Items from a data source
━━━━━━━━━━━━━━━━━━━━━━━━━━━━━━

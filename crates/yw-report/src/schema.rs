//! Document shapes of the `mdx-raw` and `mdx-frames` indices.
//!
//! Field names and defaults follow the Metropolis MDX 4.0 schema so dumps can
//! be bulk-loaded into Elasticsearch unchanged.

use std::collections::BTreeMap;

use serde::{Deserialize, Serialize};

/// Schema version stamped on every document.
pub const MDX_VERSION: &str = "4.0";

/// One line of an Elasticsearch dump.
#[derive(Debug, Clone, PartialEq, Serialize, Deserialize)]
pub struct ElkIndex<S> {
    /// Target index, e.g. `mdx-raw-2024-05-01`.
    #[serde(rename = "_index")]
    pub index: String,
    /// Document type; always `logs`.
    #[serde(rename = "_type")]
    pub kind: String,
    /// Random document id.
    #[serde(rename = "_id")]
    pub id: String,
    /// Search score; always 1.
    #[serde(rename = "_score")]
    pub score: u32,
    /// The document itself.
    #[serde(rename = "_source")]
    pub source: S,
}

impl<S> ElkIndex<S> {
    /// Wrap a document for the given index with a fresh random id.
    pub fn new(index: impl Into<String>, source: S) -> Self {
        Self {
            index: index.into(),
            kind: "logs".to_string(),
            id: uuid::Uuid::new_v4().to_string(),
            score: 1,
            source,
        }
    }
}

/// Image-space bounding box. The simulator has no camera model, so every
/// object reports the same fixed box.
#[derive(Debug, Clone, Copy, PartialEq, Serialize, Deserialize)]
#[serde(rename_all = "camelCase")]
pub struct BBox {
    /// Left edge in pixels.
    pub left_x: f64,
    /// Bottom edge in pixels.
    pub bottom_y: f64,
    /// Top edge in pixels.
    pub top_y: f64,
    /// Right edge in pixels.
    pub right_x: f64,
}

impl Default for BBox {
    fn default() -> Self {
        Self {
            left_x: 0.0,
            bottom_y: 0.0,
            top_y: 100.0,
            right_x: 100.0,
        }
    }
}

/// A detected object in an `mdx-raw` document.
#[derive(Debug, Clone, PartialEq, Serialize, Deserialize)]
#[serde(rename_all = "camelCase")]
pub struct MdxObject {
    /// Image-space box.
    pub bbox: BBox,
    /// Id of the detected item.
    pub id: String,
    /// Object class, the item category.
    #[serde(rename = "type")]
    pub kind: String,
    /// Detection confidence in `0..=1`.
    pub confidence: f64,
    /// Heading; unused.
    pub dir: Vec<f64>,
    /// Re-identification embedding; unused.
    pub embedding: Option<f64>,
    /// Pose estimate; unused.
    pub pose: Option<f64>,
    /// Lip activity; unused.
    pub lip_activity: Option<String>,
    /// Speed estimate; always 0.
    pub speed: f64,
    /// Free-form attributes.
    pub info: BTreeMap<String, String>,
    /// World coordinate; unused.
    pub coordinate: Option<String>,
    /// Gaze estimate; unused.
    pub gaze: Option<String>,
    /// Geo location; unused.
    pub location: Option<String>,
}

impl MdxObject {
    /// A fully confident detection of `id` with type `kind`.
    pub fn new(id: impl Into<String>, kind: impl Into<String>) -> Self {
        Self {
            bbox: BBox::default(),
            id: id.into(),
            kind: kind.into(),
            confidence: 1.0,
            dir: Vec::new(),
            embedding: None,
            pose: None,
            lip_activity: None,
            speed: 0.0,
            info: BTreeMap::new(),
            coordinate: None,
            gaze: None,
            location: None,
        }
    }
}

/// Per-camera list of everything seen on one frame.
#[derive(Debug, Clone, PartialEq, Serialize, Deserialize)]
#[serde(rename_all = "camelCase")]
pub struct MdxRaw {
    /// Frame time, see [`format_timestamp`](crate::format_timestamp).
    pub timestamp: String,
    /// Frame number.
    pub id: String,
    /// Camera label.
    pub sensor_id: String,
    /// Everything the camera sees.
    pub objects: Vec<MdxObject>,
    /// Always `mdx-raw`.
    #[serde(rename = "type")]
    pub kind: String,
    /// Schema version.
    pub version: String,
}

/// A world-space position.
#[derive(Debug, Clone, Copy, PartialEq, Serialize, Deserialize)]
pub struct Coordinates {
    /// Horizontal position.
    pub x: f64,
    /// Vertical position.
    pub y: f64,
    /// Height; always 0.
    pub z: f64,
}

/// Count of one object type in a camera's whole field of view.
#[derive(Debug, Clone, PartialEq, Serialize, Deserialize)]
pub struct Fov {
    /// Always empty.
    pub id: String,
    /// Center of each object.
    pub coordinates: Vec<Coordinates>,
    /// Number of objects.
    pub count: usize,
    /// Ids of the objects.
    pub ids: Vec<String>,
    /// Object class.
    #[serde(rename = "type")]
    pub kind: String,
}

/// Count, ids, and positions of one object type inside one ROI.
#[derive(Debug, Clone, PartialEq, Serialize, Deserialize)]
pub struct RoiCount {
    /// ROI label.
    pub id: String,
    /// Center of each object.
    pub coordinates: Vec<Coordinates>,
    /// Number of objects.
    pub count: usize,
    /// Ids of the objects.
    pub ids: Vec<String>,
    /// Object class.
    #[serde(rename = "type")]
    pub kind: String,
}

/// Per-camera summary of one frame.
#[derive(Debug, Clone, PartialEq, Serialize, Deserialize)]
#[serde(rename_all = "camelCase")]
pub struct MdxFrames {
    /// Frame time.
    pub timestamp: String,
    /// Per-class counts over the whole view.
    pub fov: Vec<Fov>,
    /// Per-class counts per ROI.
    pub rois: Vec<RoiCount>,
    /// Schema version.
    pub version: String,
    /// Camera label.
    pub sensor_id: String,
    /// Always empty.
    pub objects: Vec<serde_json::Value>,
    /// Frame number.
    pub id: String,
    /// Carries the `place` string.
    pub info: BTreeMap<String, String>,
    /// Always `mdx-frames`.
    #[serde(rename = "type")]
    pub kind: String,
}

━━━━━━━━━━━━━━━━━━━━━━━━━━━━━━

The records above need to be written out once more, exactly.

### Answer section
filename crates/yw-report/src/schema.rs
//! Document shapes of the `mdx-raw` and `mdx-frames` indices.
//!
//! Field names and defaults follow the Metropolis MDX 4.0 schema so dumps can
//! be bulk-loaded into Elasticsearch unchanged.

use std::collections::BTreeMap;

use serde::{Deserialize, Serialize};

/// Schema version stamped on every document.
pub const MDX_VERSION: &str = "4.0";

/// One line of an Elasticsearch dump.
#[derive(Debug, Clone, PartialEq, Serialize, Deserialize)]
pub struct ElkIndex<S> {
    /// Target index, e.g. `mdx-raw-2024-05-01`.
    #[serde(rename = "_index")]
    pub index: String,
    /// Document type; always `logs`.
    #[serde(rename = "_type")]
    pub kind: String,
    /// Random document id.
    #[serde(rename = "_id")]
    pub id: String,
    /// Search score; always 1.
    #[serde(rename = "_score")]
    pub score: u32,
    /// The document itself.
    #[serde(rename = "_source")]
    pub source: S,
}

impl<S> ElkIndex<S> {
    /// Wrap a document for the given index with a fresh random id.
    pub fn new(index: impl Into<String>, source: S) -> Self {
        Self {
            index: index.into(),
            kind: "logs".to_string(),
            id: uuid::Uuid::new_v4().to_string(),
            score: 1,
            source,
        }
    }
}

/// Image-space bounding box. The simulator has no camera model, so every
/// object reports the same fixed box.
#[derive(Debug, Clone, Copy, PartialEq, Serialize, Deserialize)]
#[serde(rename_all = "camelCase")]
pub struct BBox {
    /// Left edge in pixels.
    pub left_x: f64,
    /// Bottom edge in pixels.
    pub bottom_y: f64,
    /// Top edge in pixels.
    pub top_y: f64,
    /// Right edge in pixels.
    pub right_x: f64,
}

impl Default for BBox {
    fn default() -> Self {
        Self {
            left_x: 0.0,
            bottom_y: 0.0,
            top_y: 100.0,
            right_x: 100.0,
        }
    }
}

/// A detected object in an `mdx-raw` document.
#[derive(Debug, Clone, PartialEq, Serialize, Deserialize)]
#[serde(rename_all = "camelCase")]
pub struct MdxObject {
    /// Image-space box.
    pub bbox: BBox,
    /// Id of the detected item.
    pub id: String,
    /// Object class, the item category.
    #[serde(rename = "type")]
    pub kind: String,
    /// Detection confidence in `0..=1`.
    pub confidence: f64,
    /// Heading; unused.
    pub dir: Vec<f64>,
    /// Re-identification embedding; unused.
    pub embedding: Option<f64>,
    /// Pose estimate; unused.
    pub pose: Option<f64>,
    /// Lip activity; unused.
    pub lip_activity: Option<String>,
    /// Speed estimate; always 0.
    pub speed: f64,
    /// Free-form attributes.
    pub info: BTreeMap<String, String>,
    /// World coordinate; unused.
    pub coordinate: Option<String>,
    /// Gaze estimate; unused.
    pub gaze: Option<String>,
    /// Geo location; unused.
    pub location: Option<String>,
}

impl MdxObject {
    /// A fully confident detection of `id` with type `kind`.
    pub fn new(id: impl Into<String>, kind: impl Into<String>) -> Self {
        Self {
            bbox: BBox::default(),
            id: id.into(),
            kind: kind.into(),
            confidence: 1.0,
            dir: Vec::new(),
            embedding: None,
            pose: None,
            lip_activity: None,
            speed: 0.0,
            info: BTreeMap::new(),
            coordinate: None,
            gaze: None,
            location: None,
        }
    }
}

/// Per-camera list of everything seen on one frame.
#[derive(Debug, Clone, PartialEq, Serialize, Deserialize)]
#[serde(rename_all = "camelCase")]
pub struct MdxRaw {
    /// Frame time, see [`format_timestamp`](crate::format_timestamp).
    pub timestamp: String,
    /// Frame number.
    pub id: String,
    /// Camera label.
    pub sensor_id: String,
    /// Everything the camera sees.
    pub objects: Vec<MdxObject>,
    /// Always `mdx-raw`.
    #[serde(rename = "type")]
    pub kind: String,
    /// Schema version.
    pub version: String,
}

/// A world-space position.
#[derive(Debug, Clone, Copy, PartialEq, Serialize, Deserialize)]
pub struct Coordinates {
    /// Horizontal position.
    pub x: f64,
    /// Vertical position.
    pub y: f64,
    /// Height; always 0.
    pub z: f64,
}

/// Count of one object type in a camera's whole field of view.
#[derive(Debug, Clone, PartialEq, Serialize, Deserialize)]
pub struct Fov {
    /// Always empty.
    pub id: String,
    /// Center of each object.
    pub coordinates: Vec<Coordinates>,
    /// Number of objects.
    pub count: usize,
    /// Ids of the objects.
    pub ids: Vec<String>,
    /// Object class.
    #[serde(rename = "type")]
    pub kind: String,
}

/// Count, ids, and positions of one object type inside one ROI.
#[derive(Debug, Clone, PartialEq, Serialize, Deserialize)]
pub struct RoiCount {
    /// ROI label.
    pub id: String,
    /// Center of each object.
    pub coordinates: Vec<Coordinates>,
    /// Number of objects.
    pub count: usize,
    /// Ids of the objects.
    pub ids: Vec<String>,
    /// Object class.
    #[serde(rename = "type")]
    pub kind: String,
}

/// Per-camera summary of one frame.
#[derive(Debug, Clone, PartialEq, Serialize, Deserialize)]
#[serde(rename_all = "camelCase")]
pub struct MdxFrames {
    /// Frame time.
    pub timestamp: String,
    /// Per-class counts over the whole view.
    pub fov: Vec<Fov>,
    /// Per-class counts per ROI.
    pub rois: Vec<RoiCount>,
    /// Schema version.
    pub version: String,
    /// Camera label.
    pub sensor_id: String,
    /// Always empty.
    pub objects: Vec<serde_json::Value>,
    /// Frame number.
    pub id: String,
    /// Carries the `place` string.
    pub info: BTreeMap<String, String>,
    /// Always `mdx-frames`.
    #[serde(rename = "type")]
    pub kind: String,
}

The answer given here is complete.